Lately, though (and yes this isn’t a new phenomenon just newer), TV commercials have become things we’re meant to laugh with. They’re aiming to be funny the way vids people forward from Funny Or Die are. Like this Subway ad from 2014 (which runs twice in the clip, no need to stay for the whole 30 seconds):

The elementary way of talking about what’s happening here is that it’s self-aware hammyness. Meta-ham. I think something more complex is going on. This ad isn’t so much about the hammyness of commercial actors, it deliberately opts for hammyness as a way to keep us entertained—us who have grown immune to hammy actors in commercials.

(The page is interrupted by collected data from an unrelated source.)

//! Inert drawing records produced by scripts for an external renderer.

use crate::domain::value::{Color, DrawingKind, DrawingRef, grid_len};

#[derive(Debug, Clone, PartialEq)]
pub struct BoxDrawing {
    pub left: f64,
    pub top: f64,
    pub right: f64,
    pub bottom: f64,
    pub color: Option<Color>,
    pub bar_index: usize,
}

#[derive(Debug, Clone, PartialEq)]
pub struct LineDrawing {
    pub x1: f64,
    pub y1: f64,
    pub x2: f64,
    pub y2: f64,
    pub color: Option<Color>,
    pub bar_index: usize,
}

#[derive(Debug, Clone, PartialEq)]
pub struct LabelDrawing {
    pub x: f64,
    pub y: f64,
    pub text: String,
    pub color: Option<Color>,
    pub bar_index: usize,
}

/// Row-major text grid.
#[derive(Debug, Clone, PartialEq)]
pub struct TableDrawing {
    pub rows: usize,
    pub columns: usize,
    pub cells: Vec<String>,
    pub bar_index: usize,
}

impl TableDrawing {
    /// `None` when the grid would exceed the collection length limit.
    pub fn new(rows: usize, columns: usize, bar_index: usize) -> Option<Self> {
        let len = grid_len(rows, columns)?;
        Some(Self {
            rows,
            columns,
            cells: vec![String::new(); len],
            bar_index,
        })
    }

    pub fn cell(&self, row: usize, column: usize) -> Option<&str> {
        if row >= self.rows || column >= self.columns {
            return None;
        }
        self.cells.get(row * self.columns + column).map(String::as_str)
    }

    /// Returns `false` when the cell lies outside the grid.
    pub fn set_cell(&mut self, row: usize, column: usize, text: String) -> bool {
        if row >= self.rows || column >= self.columns {
            return false;
        }
        self.cells[row * self.columns + column] = text;
        true
    }
}

/// Marker emitted by `showshape` when its condition holds.
#[derive(Debug, Clone, PartialEq)]
pub struct ShapeDrawing {
    pub title: String,
    pub shape: String,
    pub location: String,
    pub bar_index: usize,
    pub time: i64,
}

#[derive(Debug, Clone, Default, PartialEq)]
pub struct Drawings {
    pub boxes: Vec<BoxDrawing>,
    pub lines: Vec<LineDrawing>,
    pub labels: Vec<LabelDrawing>,
    pub tables: Vec<TableDrawing>,
    pub shapes: Vec<ShapeDrawing>,
}

impl Drawings {
    pub fn add_box(&mut self, drawing: BoxDrawing) -> DrawingRef {
        self.boxes.push(drawing);
        reference(DrawingKind::Box, self.boxes.len())
    }

    pub fn add_line(&mut self, drawing: LineDrawing) -> DrawingRef {
        self.lines.push(drawing);
        reference(DrawingKind::Line, self.lines.len())
    }

    pub fn add_label(&mut self, drawing: LabelDrawing) -> DrawingRef {
        self.labels.push(drawing);
        reference(DrawingKind::Label, self.labels.len())
    }

    pub fn add_table(&mut self, drawing: TableDrawing) -> DrawingRef {
        self.tables.push(drawing);
        reference(DrawingKind::Table, self.tables.len())
    }

    pub fn add_shape(&mut self, drawing: ShapeDrawing) -> DrawingRef {
        self.shapes.push(drawing);
        reference(DrawingKind::Shape, self.shapes.len())
    }

    pub fn label_mut(&mut self, handle: DrawingRef) -> Option<&mut LabelDrawing> {
        match handle.kind {
            DrawingKind::Label => self.labels.get_mut(handle.index),
            _ => None,
        }
    }

    pub fn table_mut(&mut self, handle: DrawingRef) -> Option<&mut TableDrawing> {
        match handle.kind {
            DrawingKind::Table => self.tables.get_mut(handle.index),
            _ => None,
        }
    }

    pub fn len(&self) -> usize {
        self.boxes.len() + self.lines.len() + self.labels.len() + self.tables.len() + self.shapes.len()
    }

    pub fn is_empty(&self) -> bool {
        self.len() == 0
    }

    /// Drop every drawing created on `bar_index` or later.
    pub fn truncate_from(&mut self, bar_index: usize) {
        self.boxes.retain(|d| d.bar_index < bar_index);
        self.lines.retain(|d| d.bar_index < bar_index);
        self.labels.retain(|d| d.bar_index < bar_index);
        self.tables.retain(|d| d.bar_index < bar_index);
        self.shapes.retain(|d| d.bar_index < bar_index);
    }
}

fn reference(kind: DrawingKind, len: usize) -> DrawingRef {
    DrawingRef {
        kind,
        index: len - 1,
    }
}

Here’s the thing, though, these bacon lovers are just as risible and inauthentic as the punker with a burger in his hand nosing that chain-link fence. The way they archly express their love for bacon so widely misses the mark of how performative post-YouTube/rise of foodie culture folks archly express their love for bacon.

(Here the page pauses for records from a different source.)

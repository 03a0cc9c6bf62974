//! Port traits implemented by adapters.

pub mod config_port;
pub mod data_port;
pub mod notification_port;
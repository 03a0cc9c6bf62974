//! Concrete adapter implementations for ports.

pub mod csv_adapter;
pub mod file_config_adapter;
pub mod tracing_notifier;
//! Configuration access port trait.

pub trait ConfigPort {
    fn get_string(&self, section: &str, key: &str) -> Option<String>;
    fn get_int(&self, section: &str, key: &str, default: i64) -> i64;
    fn get_double(&self, section: &str, key: &str, default: f64) -> f64;
    fn get_bool(&self, section: &str, key: &str, default: bool) -> bool;
    /// Keys present in a section, in no particular order. Empty if the section is absent.
    fn keys(&self, section: &str) -> Vec<String>;
}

I can’t pinpoint yet where the difference lies, and Subway is one example I’m picking on. This is, for certain products aimed at a demographic I’m slowly growing out of (or—horrors!—is this sensibility growing up alongside me?), the norm for selling ads now: a winking irony that claims to vault above advertising’s base cloyingness, but in its failure to spring from anything real ends up reading just as inauthentically as every ad in TV history.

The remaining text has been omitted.